**What you should do**. Please return all lines of the data below containing the string "Mqtt".
(Beginning of Exercise input)
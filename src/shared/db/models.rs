use chrono::{DateTime, Utc};
use serde::{Deserialize, Serialize};
use std::collections::HashMap;

use super::schema::ReadingKey;

pub type OrganizationId = String;
pub type UserId = String;
pub type AssetId = i64;
pub type SensorId = i64;
pub type ReadingId = i64;
pub type AlertId = i64;
pub type CommandId = i64;
pub type CredentialId = i64;

pub type Metadata = HashMap<String, String>;

#[derive(Debug, Clone, Copy, PartialEq, Eq, Serialize, Deserialize)]
pub enum SubscriptionPlan {
    Free,
    Pro,
    Enterprise,
}

#[derive(Debug, Clone, PartialEq, Serialize, Deserialize)]
pub struct Organization {
    pub id: OrganizationId,
    pub name: String,
    pub owner_id: UserId,
    pub subscription_plan: SubscriptionPlan,
    pub storage_limit_gb: u32,
    pub created_at: DateTime<Utc>,
}

#[derive(Debug, Clone, Copy, PartialEq, Eq, Serialize, Deserialize)]
pub enum AssetStatus {
    Online,
    Offline,
    Maintenance,
    Error,
}

#[derive(Debug, Clone, PartialEq, Serialize, Deserialize)]
pub struct Asset {
    pub id: AssetId,
    pub organization_id: OrganizationId,
    pub name: String,
    #[serde(rename = "type")]
    pub type_: String,
    pub location: String,
    pub status: AssetStatus,
    pub last_seen: Option<DateTime<Utc>>,
    pub metadata: Metadata,
}

#[derive(Debug, Clone, Deserialize)]
pub struct NewAsset {
    pub name: String,
    #[serde(rename = "type")]
    pub type_: String,
    pub location: String,
    #[serde(default)]
    pub organization_id: Option<OrganizationId>,
    #[serde(default)]
    pub metadata: Metadata,
}

#[derive(Debug, Clone, Copy, PartialEq, Eq, Serialize, Deserialize)]
pub enum SensorType {
    Temperature,
    Humidity,
    Pressure,
    Flow,
    Level,
    Vibration,
    Voltage,
    Current,
    Power,
    Other,
}

/// Transport the value arrived over.
#[derive(Debug, Clone, Copy, PartialEq, Eq, Hash, Serialize, Deserialize)]
pub enum Protocol {
    Mqtt,
    OpcUa,
    Modbus,
    Http,
    Other,
}

impl Protocol {
    pub fn code(self) -> u8 {
        match self {
            Protocol::Mqtt => 0,
            Protocol::OpcUa => 1,
            Protocol::Modbus => 2,
            Protocol::Http => 3,
            Protocol::Other => 255,
        }
    }

    pub fn from_code(code: u8) -> Self {
        match code {
            0 => Protocol::Mqtt,
            1 => Protocol::OpcUa,
            2 => Protocol::Modbus,
            3 => Protocol::Http,
            _ => Protocol::Other,
        }
    }
}

impl Default for Protocol {
    fn default() -> Self {
        Protocol::Mqtt
    }
}

#[derive(Debug, Clone, PartialEq, Serialize, Deserialize)]
pub struct Sensor {
    pub id: SensorId,
    pub organization_id: OrganizationId,
    pub asset_id: AssetId,
    pub name: String,
    #[serde(rename = "type")]
    pub type_: SensorType,
    pub unit: String,
    pub threshold_low: Option<f64>,
    pub threshold_high: Option<f64>,
    pub min_value: Option<f64>,
    pub max_value: Option<f64>,
    pub sampling_interval_ms: u32,
    pub is_active: bool,
    pub protocol: Protocol,
    pub metadata: Metadata,
}

impl Sensor {
    /// Bound crossed by `value`, high checked first.
    pub fn crossed_threshold(&self, value: f64) -> Option<f64> {
        if let Some(high) = self.threshold_high {
            if value > high {
                return Some(high);
            }
        }
        if let Some(low) = self.threshold_low {
            if value < low {
                return Some(low);
            }
        }
        None
    }

    pub fn outside_physical_range(&self, value: f64) -> bool {
        self.min_value.map_or(false, |min| value < min)
            || self.max_value.map_or(false, |max| value > max)
    }
}

#[derive(Debug, Clone, Deserialize)]
pub struct NewSensor {
    pub asset_id: AssetId,
    pub name: String,
    #[serde(rename = "type")]
    pub type_: SensorType,
    pub unit: String,
    pub threshold_low: Option<f64>,
    pub threshold_high: Option<f64>,
    pub min_value: Option<f64>,
    pub max_value: Option<f64>,
    pub sampling_interval_ms: u32,
    #[serde(default)]
    pub protocol: Protocol,
    #[serde(default)]
    pub metadata: Metadata,
}

#[derive(Debug, Clone, Copy, PartialEq, Eq, Serialize, Deserialize)]
pub enum ReadingQuality {
    Good,
    Uncertain,
    Bad,
    /// Supersedes an earlier reading for the same sensor and instant.
    Correction,
}

impl ReadingQuality {
    pub fn code(self) -> u8 {
        match self {
            ReadingQuality::Good => 0,
            ReadingQuality::Uncertain => 1,
            ReadingQuality::Bad => 2,
            ReadingQuality::Correction => 3,
        }
    }

    pub fn from_code(code: u8) -> Self {
        match code {
            0 => ReadingQuality::Good,
            1 => ReadingQuality::Uncertain,
            3 => ReadingQuality::Correction,
            _ => ReadingQuality::Bad,
        }
    }
}

impl Default for ReadingQuality {
    fn default() -> Self {
        ReadingQuality::Good
    }
}

/// Immutable time-series fact. Physically keyed by `(id, timestamp)`.
#[derive(Debug, Clone, PartialEq, Serialize, Deserialize)]
pub struct Reading {
    pub id: ReadingId,
    pub organization_id: OrganizationId,
    pub sensor_id: SensorId,
    pub timestamp: DateTime<Utc>,
    pub value: f64,
    pub protocol: Protocol,
    pub quality: ReadingQuality,
    pub notes: Option<String>,
    pub metadata: Option<Metadata>,
}

impl Reading {
    pub fn key(&self) -> ReadingKey {
        ReadingKey {
            id: self.id,
            timestamp: self.timestamp,
        }
    }
}

/// One row of an ingestion batch as submitted by a client or device.
#[derive(Debug, Clone, Serialize, Deserialize)]
pub struct NewReading {
    pub sensor_id: SensorId,
    #[serde(default, deserialize_with = "crate::shared::deserialize_optional_timestamp")]
    pub timestamp: Option<DateTime<Utc>>,
    pub value: f64,
    #[serde(default)]
    pub protocol: Protocol,
    #[serde(default)]
    pub quality: ReadingQuality,
    #[serde(default)]
    pub notes: Option<String>,
    #[serde(default)]
    pub metadata: Option<Metadata>,
    /// Ignored for stamping; only compared against the caller's organization.
    #[serde(default)]
    pub organization_id: Option<OrganizationId>,
}

impl NewReading {
    pub fn new(sensor_id: SensorId, value: f64) -> Self {
        NewReading {
            sensor_id,
            timestamp: None,
            value,
            protocol: Protocol::default(),
            quality: ReadingQuality::default(),
            notes: None,
            metadata: None,
            organization_id: None,
        }
    }

    pub fn at(mut self, timestamp: DateTime<Utc>) -> Self {
        self.timestamp = Some(timestamp);
        self
    }
}

#[derive(Debug, Clone, Copy, PartialEq, Eq, PartialOrd, Ord, Serialize, Deserialize)]
pub enum AlertSeverity {
    Info,
    Warning,
    Critical,
}

#[derive(Debug, Clone, PartialEq, Serialize, Deserialize)]
pub struct Alert {
    pub id: AlertId,
    pub organization_id: OrganizationId,
    pub sensor_id: SensorId,
    pub timestamp: DateTime<Utc>,
    pub severity: AlertSeverity,
    pub message: String,
    pub trigger_value: f64,
    pub threshold_value: Option<f64>,
    pub acknowledged: bool,
    pub acknowledged_at: Option<DateTime<Utc>>,
    pub acknowledged_by: Option<UserId>,
    pub notes: Option<String>,
    pub protocol: Protocol,
    pub metadata: Metadata,
}

#[derive(Debug, Clone, Copy, PartialEq, Eq, PartialOrd, Ord, Hash, Serialize, Deserialize)]
pub enum CommandStatus {
    Pending,
    Executing,
    Completed,
    Failed,
}

impl std::fmt::Display for CommandStatus {
    fn fmt(&self, f: &mut std::fmt::Formatter<'_>) -> std::fmt::Result {
        let name = match self {
            CommandStatus::Pending => "Pending",
            CommandStatus::Executing => "Executing",
            CommandStatus::Completed => "Completed",
            CommandStatus::Failed => "Failed",
        };
        f.write_str(name)
    }
}

#[derive(Debug, Clone, PartialEq, Serialize, Deserialize)]
pub struct Command {
    pub id: CommandId,
    pub organization_id: OrganizationId,
    pub user_id: UserId,
    pub sensor_id: SensorId,
    pub command_type: String,
    pub payload: Option<String>,
    pub status: CommandStatus,
    pub created_at: DateTime<Utc>,
    pub executed_at: Option<DateTime<Utc>>,
    pub completed_at: Option<DateTime<Utc>>,
    pub error_message: Option<String>,
    pub response: Option<String>,
    pub retry_count: u32,
    pub max_retries: u32,
    pub metadata: Metadata,
}

#[derive(Debug, Clone, Deserialize)]
pub struct NewCommand {
    pub sensor_id: SensorId,
    pub command_type: String,
    pub payload: Option<String>,
    pub max_retries: u32,
    #[serde(default)]
    pub metadata: Metadata,
}

/// Credentials for an external endpoint. The secret only exists encrypted.
#[derive(Debug, Clone, PartialEq, Serialize, Deserialize)]
pub struct ConnectionCredential {
    pub id: CredentialId,
    pub organization_id: OrganizationId,
    pub name: String,
    pub endpoint_uri: String,
    pub client_id: Option<String>,
    pub username: String,
    #[serde(skip_serializing)]
    pub encrypted_password: String,
    #[serde(skip_serializing)]
    pub encryption_iv: String,
    pub protocol: Protocol,
    pub created_at: DateTime<Utc>,
    pub last_used_at: Option<DateTime<Utc>>,
    pub is_active: bool,
}

#[derive(Debug, Clone, Deserialize)]
pub struct NewCredential {
    pub name: String,
    pub endpoint_uri: String,
    #[serde(default)]
    pub client_id: Option<String>,
    #[serde(default)]
    pub username: String,
    #[serde(default)]
    pub password: String,
    #[serde(default)]
    pub protocol: Protocol,
}

/// Fields left `None` keep their current value.
#[derive(Debug, Clone, Default, Deserialize)]
pub struct CredentialUpdate {
    pub endpoint_uri: Option<String>,
    pub client_id: Option<String>,
    pub username: Option<String>,
    pub password: Option<String>,
}

#[cfg(test)]
mod tests {
    use super::*;

    fn sensor(low: Option<f64>, high: Option<f64>) -> Sensor {
        Sensor {
            id: 1,
            organization_id: "org-a".to_string(),
            asset_id: 1,
            name: "boiler temp".to_string(),
            type_: SensorType::Temperature,
            unit: "C".to_string(),
            threshold_low: low,
            threshold_high: high,
            min_value: Some(-40.0),
            max_value: Some(150.0),
            sampling_interval_ms: 1000,
            is_active: true,
            protocol: Protocol::Mqtt,
            metadata: Metadata::new(),
        }
    }

    #[test]
    fn threshold_crossing_reports_the_bound() {
        let s = sensor(Some(10.0), Some(90.0));
        assert_eq!(s.crossed_threshold(95.0), Some(90.0));
        assert_eq!(s.crossed_threshold(5.0), Some(10.0));
        assert_eq!(s.crossed_threshold(90.0), None);
        assert_eq!(s.crossed_threshold(10.0), None);
        assert_eq!(sensor(None, None).crossed_threshold(1e9), None);
    }

    #[test]
    fn physical_range_is_inclusive() {
        let s = sensor(None, None);
        assert!(!s.outside_physical_range(150.0));
        assert!(s.outside_physical_range(150.5));
        assert!(s.outside_physical_range(-41.0));
    }

    #[test]
    fn codes_survive_a_trip() {
        for p in [Protocol::Mqtt, Protocol::OpcUa, Protocol::Modbus, Protocol::Http, Protocol::Other] {
            assert_eq!(Protocol::from_code(p.code()), p);
        }
        for q in [
            ReadingQuality::Good,
            ReadingQuality::Uncertain,
            ReadingQuality::Bad,
            ReadingQuality::Correction,
        ] {
            assert_eq!(ReadingQuality::from_code(q.code()), q);
        }
    }
}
(End of Exercise input)
**Task response**.
    Mqtt,
            Protocol::Mqtt => 0,
            0 => Protocol::Mqtt,
        Protocol::Mqtt
            protocol: Protocol::Mqtt,
        for p in [Protocol::Mqtt, Protocol::OpcUa, Protocol::Modbus, Protocol::Http, Protocol::Other] {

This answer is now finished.